Collected data

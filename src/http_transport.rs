//! Single-connection-pool HTTP transport.
//!
//! One [`HttpTransport`] per client. Thread-safe; concurrent requests are
//! permitted and share the same `reqwest::Client` connection pool, the way
//! the source project's services hold one long-lived `reqwest::Client`
//! rather than building a fresh one per call.

use crate::error::TransportError;
use std::collections::VecDeque;
use std::sync::Mutex;
use std::time::{Duration, Instant};
use tokio::sync::watch;

/// Default timeout for short (non-long-poll) requests.
pub const DEFAULT_TIMEOUT: Duration = Duration::from_secs(30);
/// Timeout for `/pull` long-poll requests.
pub const LONG_POLL_TIMEOUT: Duration = Duration::from_secs(40);

const THROTTLE_WINDOW: Duration = Duration::from_millis(1500);
const THROTTLE_LIMIT: usize = 12;
const THROTTLE_PAUSE: Duration = Duration::from_secs(5);

#[derive(Debug, Clone, Copy, PartialEq, Eq)]
pub enum HttpMethod {
    Get,
    Post,
}

/// A completed HTTP exchange.
#[derive(Debug, Clone)]
pub struct HttpResponse {
    pub status: u16,
    pub body: String,
}

impl HttpResponse {
    pub fn is_ok(&self) -> bool {
        (200..300).contains(&self.status)
    }
}

/// Outcome of a single transport call: either a real response, or the
/// local-throttle sentinel ("connection-reset").
#[derive(Debug, Clone)]
pub enum RequestOutcome {
    Response(HttpResponse),
    ConnectionReset,
}

pub struct HttpTransport {
    client: reqwest::Client,
    base_url: String,
    api_key: Option<String>,
    recent_requests: Mutex<VecDeque<Instant>>,
    paused_until: Mutex<Option<Instant>>,
    shutdown_tx: watch::Sender<bool>,
    shutdown_rx: watch::Receiver<bool>,
}

impl HttpTransport {
    pub fn new(base_url: impl Into<String>, api_key: Option<String>) -> Self {
        let client = reqwest::Client::builder()
            .build()
            .expect("reqwest client with default TLS config always builds");
        let (shutdown_tx, shutdown_rx) = watch::channel(false);
        Self {
            client,
            base_url: base_url.into(),
            api_key,
            recent_requests: Mutex::new(VecDeque::new()),
            paused_until: Mutex::new(None),
            shutdown_tx,
            shutdown_rx,
        }
    }

    /// Issue a request with the given timeout, honoring the throttle.
    pub async fn request(
        &self,
        method: HttpMethod,
        path: &str,
        body: Option<String>,
        timeout: Duration,
    ) -> Result<RequestOutcome, TransportError> {
        if self.record_and_check_throttle() {
            tracing::warn!(path, "local throttle tripped, pausing new requests");
            return Ok(RequestOutcome::ConnectionReset);
        }

        let url = format!("{}{}", self.base_url, path);
        let mut req = match method {
            HttpMethod::Get => self.client.get(&url),
            HttpMethod::Post => self.client.post(&url),
        };
        req = req
            .header("Content-Type", "application/json")
            .header("Accept", "*/*")
            .timeout(timeout);
        if let Some(key) = &self.api_key {
            req = req.header("X-Api-Key", key);
        }
        if let Some(body) = body {
            req = req.body(body);
        }

        let mut shutdown_rx = self.shutdown_rx.clone();
        tokio::select! {
            biased;
            _ = shutdown_rx.changed() => Err(TransportError::Timeout),
            result = req.send() => {
                let resp = result?;
                let status = resp.status().as_u16();
                let body = resp.text().await?;
                if !(200..300).contains(&status) {
                    tracing::debug!(
                        status,
                        body = %crate::util::sanitize_for_log_default(&body),
                        "non-2xx http response"
                    );
                }
                Ok(RequestOutcome::Response(HttpResponse { status, body }))
            }
        }
    }

    pub async fn post(&self, path: &str, body: String, timeout: Duration) -> Result<RequestOutcome, TransportError> {
        self.request(HttpMethod::Post, path, Some(body), timeout).await
    }

    pub async fn get(&self, path: &str, timeout: Duration) -> Result<RequestOutcome, TransportError> {
        self.request(HttpMethod::Get, path, None, timeout).await
    }

    /// Tear down in-flight requests.
    pub fn close_all(&self) {
        let _ = self.shutdown_tx.send(true);
    }

    /// Returns `true` when this request must be refused with the
    /// "connection-reset" sentinel: either a prior trip's 5s pause hasn't
    /// elapsed yet, or this request pushes the trailing-1500ms count over
    /// the limit (which starts a fresh 5s pause).
    fn record_and_check_throttle(&self) -> bool {
        let now = Instant::now();

        {
            let mut paused_until = self.paused_until.lock().unwrap();
            if let Some(until) = *paused_until {
                if now < until {
                    return true;
                }
                *paused_until = None;
            }
        }

        let mut recent = self.recent_requests.lock().unwrap();
        recent.retain(|t| now.duration_since(*t) <= THROTTLE_WINDOW);
        recent.push_back(now);
        if recent.len() > THROTTLE_LIMIT {
            *self.paused_until.lock().unwrap() = Some(now + THROTTLE_PAUSE);
            true
        } else {
            false
        }
    }
}

#[cfg(test)]
mod tests {
    use super::*;

    #[tokio::test]
    async fn throttle_trips_after_limit_within_window() {
        let transport = HttpTransport::new("http://127.0.0.1:1", None);
        // First THROTTLE_LIMIT calls just record; we bypass actual network by
        // checking the counting function directly since there's no server.
        for _ in 0..THROTTLE_LIMIT {
            assert!(!transport.record_and_check_throttle());
        }
        assert!(transport.record_and_check_throttle());
    }

    #[test]
    fn http_response_is_ok_checks_2xx_range() {
        let ok = HttpResponse { status: 200, body: String::new() };
        let err = HttpResponse { status: 404, body: String::new() };
        assert!(ok.is_ok());
        assert!(!err.is_ok());
    }
}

[Exercise]
How many lines in the records include "struct"? Answer with the number alone.

[Response area]
2